> Problem to work on: Which lines of the data below hold "ExecError"? Copy each of them.

> Data records:

☆ ☆ ☆ ☆ ☆ ☆ ☆

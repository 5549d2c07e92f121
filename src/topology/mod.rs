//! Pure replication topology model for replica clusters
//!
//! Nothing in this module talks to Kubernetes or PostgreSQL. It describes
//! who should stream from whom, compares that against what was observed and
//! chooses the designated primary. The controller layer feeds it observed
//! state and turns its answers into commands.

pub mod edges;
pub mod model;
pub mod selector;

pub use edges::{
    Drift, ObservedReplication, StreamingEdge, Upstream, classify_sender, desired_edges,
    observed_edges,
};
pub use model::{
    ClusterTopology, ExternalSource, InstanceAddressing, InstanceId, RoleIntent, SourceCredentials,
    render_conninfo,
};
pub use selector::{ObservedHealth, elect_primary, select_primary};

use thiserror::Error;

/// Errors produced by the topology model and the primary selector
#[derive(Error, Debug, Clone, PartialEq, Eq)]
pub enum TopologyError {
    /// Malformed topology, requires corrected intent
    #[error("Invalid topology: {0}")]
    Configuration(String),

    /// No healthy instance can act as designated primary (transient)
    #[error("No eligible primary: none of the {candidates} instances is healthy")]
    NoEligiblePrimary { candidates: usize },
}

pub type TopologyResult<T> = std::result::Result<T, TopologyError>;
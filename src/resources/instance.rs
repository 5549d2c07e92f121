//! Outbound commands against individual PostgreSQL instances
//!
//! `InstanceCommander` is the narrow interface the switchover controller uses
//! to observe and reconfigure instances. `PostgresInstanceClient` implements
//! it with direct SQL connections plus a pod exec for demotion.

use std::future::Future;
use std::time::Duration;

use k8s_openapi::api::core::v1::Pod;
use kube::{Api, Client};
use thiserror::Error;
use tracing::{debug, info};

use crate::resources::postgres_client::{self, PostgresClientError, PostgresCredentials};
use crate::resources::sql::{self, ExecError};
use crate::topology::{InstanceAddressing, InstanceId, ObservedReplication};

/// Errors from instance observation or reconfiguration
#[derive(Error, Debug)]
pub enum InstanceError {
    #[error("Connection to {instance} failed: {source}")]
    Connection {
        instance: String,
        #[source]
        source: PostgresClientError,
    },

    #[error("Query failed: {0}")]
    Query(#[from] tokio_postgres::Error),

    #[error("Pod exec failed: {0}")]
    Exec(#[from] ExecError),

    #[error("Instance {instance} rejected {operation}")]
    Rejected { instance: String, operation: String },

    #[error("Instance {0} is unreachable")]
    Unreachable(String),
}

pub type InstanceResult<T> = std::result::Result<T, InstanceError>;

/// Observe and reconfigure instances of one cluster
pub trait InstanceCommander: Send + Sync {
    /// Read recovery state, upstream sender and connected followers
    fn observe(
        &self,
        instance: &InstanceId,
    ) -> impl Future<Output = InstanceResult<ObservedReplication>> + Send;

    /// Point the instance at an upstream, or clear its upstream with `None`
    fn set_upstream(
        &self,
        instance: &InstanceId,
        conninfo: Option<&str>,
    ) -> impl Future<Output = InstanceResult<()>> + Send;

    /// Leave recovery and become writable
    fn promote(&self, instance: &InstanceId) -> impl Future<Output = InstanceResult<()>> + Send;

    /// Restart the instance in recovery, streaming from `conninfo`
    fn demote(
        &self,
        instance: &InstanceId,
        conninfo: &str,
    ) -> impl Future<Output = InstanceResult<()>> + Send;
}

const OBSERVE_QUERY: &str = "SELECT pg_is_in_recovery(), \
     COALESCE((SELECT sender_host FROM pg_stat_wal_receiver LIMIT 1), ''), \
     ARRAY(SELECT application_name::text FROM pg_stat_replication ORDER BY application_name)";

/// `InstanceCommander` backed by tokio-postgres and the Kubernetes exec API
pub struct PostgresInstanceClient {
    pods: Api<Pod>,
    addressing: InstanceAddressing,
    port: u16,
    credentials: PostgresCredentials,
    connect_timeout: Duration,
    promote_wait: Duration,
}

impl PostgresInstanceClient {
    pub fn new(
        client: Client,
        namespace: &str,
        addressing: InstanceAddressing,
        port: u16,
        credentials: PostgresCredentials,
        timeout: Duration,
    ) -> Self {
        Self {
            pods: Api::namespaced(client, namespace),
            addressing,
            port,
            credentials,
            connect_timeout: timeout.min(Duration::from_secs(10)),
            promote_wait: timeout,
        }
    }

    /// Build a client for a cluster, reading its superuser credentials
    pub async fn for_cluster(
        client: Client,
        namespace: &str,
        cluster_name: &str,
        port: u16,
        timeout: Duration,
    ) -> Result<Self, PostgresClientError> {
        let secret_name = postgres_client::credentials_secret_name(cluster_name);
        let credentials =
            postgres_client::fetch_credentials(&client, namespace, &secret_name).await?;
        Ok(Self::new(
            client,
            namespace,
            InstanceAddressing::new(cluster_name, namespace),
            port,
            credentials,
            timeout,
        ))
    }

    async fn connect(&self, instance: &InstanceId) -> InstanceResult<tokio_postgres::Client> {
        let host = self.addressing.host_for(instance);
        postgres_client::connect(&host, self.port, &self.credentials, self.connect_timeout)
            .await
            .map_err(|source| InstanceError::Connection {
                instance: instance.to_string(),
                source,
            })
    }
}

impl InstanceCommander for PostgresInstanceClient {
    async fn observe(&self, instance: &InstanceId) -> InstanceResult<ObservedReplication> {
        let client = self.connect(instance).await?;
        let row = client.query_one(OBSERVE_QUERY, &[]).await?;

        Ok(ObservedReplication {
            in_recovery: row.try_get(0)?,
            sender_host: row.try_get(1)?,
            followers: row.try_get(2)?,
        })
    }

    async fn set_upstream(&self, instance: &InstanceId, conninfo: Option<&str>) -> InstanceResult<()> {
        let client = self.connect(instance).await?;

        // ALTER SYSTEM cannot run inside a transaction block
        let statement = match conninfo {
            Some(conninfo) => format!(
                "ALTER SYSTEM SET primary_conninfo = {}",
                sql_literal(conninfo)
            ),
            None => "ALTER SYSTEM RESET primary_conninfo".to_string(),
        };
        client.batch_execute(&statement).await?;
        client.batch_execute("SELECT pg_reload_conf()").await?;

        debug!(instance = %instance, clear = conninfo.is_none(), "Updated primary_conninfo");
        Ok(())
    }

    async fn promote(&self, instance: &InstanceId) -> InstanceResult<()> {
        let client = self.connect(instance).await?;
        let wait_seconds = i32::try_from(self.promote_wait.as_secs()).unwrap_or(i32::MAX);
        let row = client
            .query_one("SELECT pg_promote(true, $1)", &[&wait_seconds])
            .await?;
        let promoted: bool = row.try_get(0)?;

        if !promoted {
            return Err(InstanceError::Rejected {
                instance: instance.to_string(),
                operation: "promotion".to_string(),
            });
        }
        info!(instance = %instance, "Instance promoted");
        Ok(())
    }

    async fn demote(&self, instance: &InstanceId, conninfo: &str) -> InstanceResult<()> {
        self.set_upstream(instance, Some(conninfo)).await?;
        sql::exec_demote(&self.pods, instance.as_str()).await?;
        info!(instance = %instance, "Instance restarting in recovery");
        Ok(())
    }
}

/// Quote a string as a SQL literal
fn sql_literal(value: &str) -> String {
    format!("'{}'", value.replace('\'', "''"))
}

☆ ☆ ☆ ☆ ☆ ☆ ☆

> Exercise response:
use crate::resources::sql::{self, ExecError};
    Exec(#[from] ExecError),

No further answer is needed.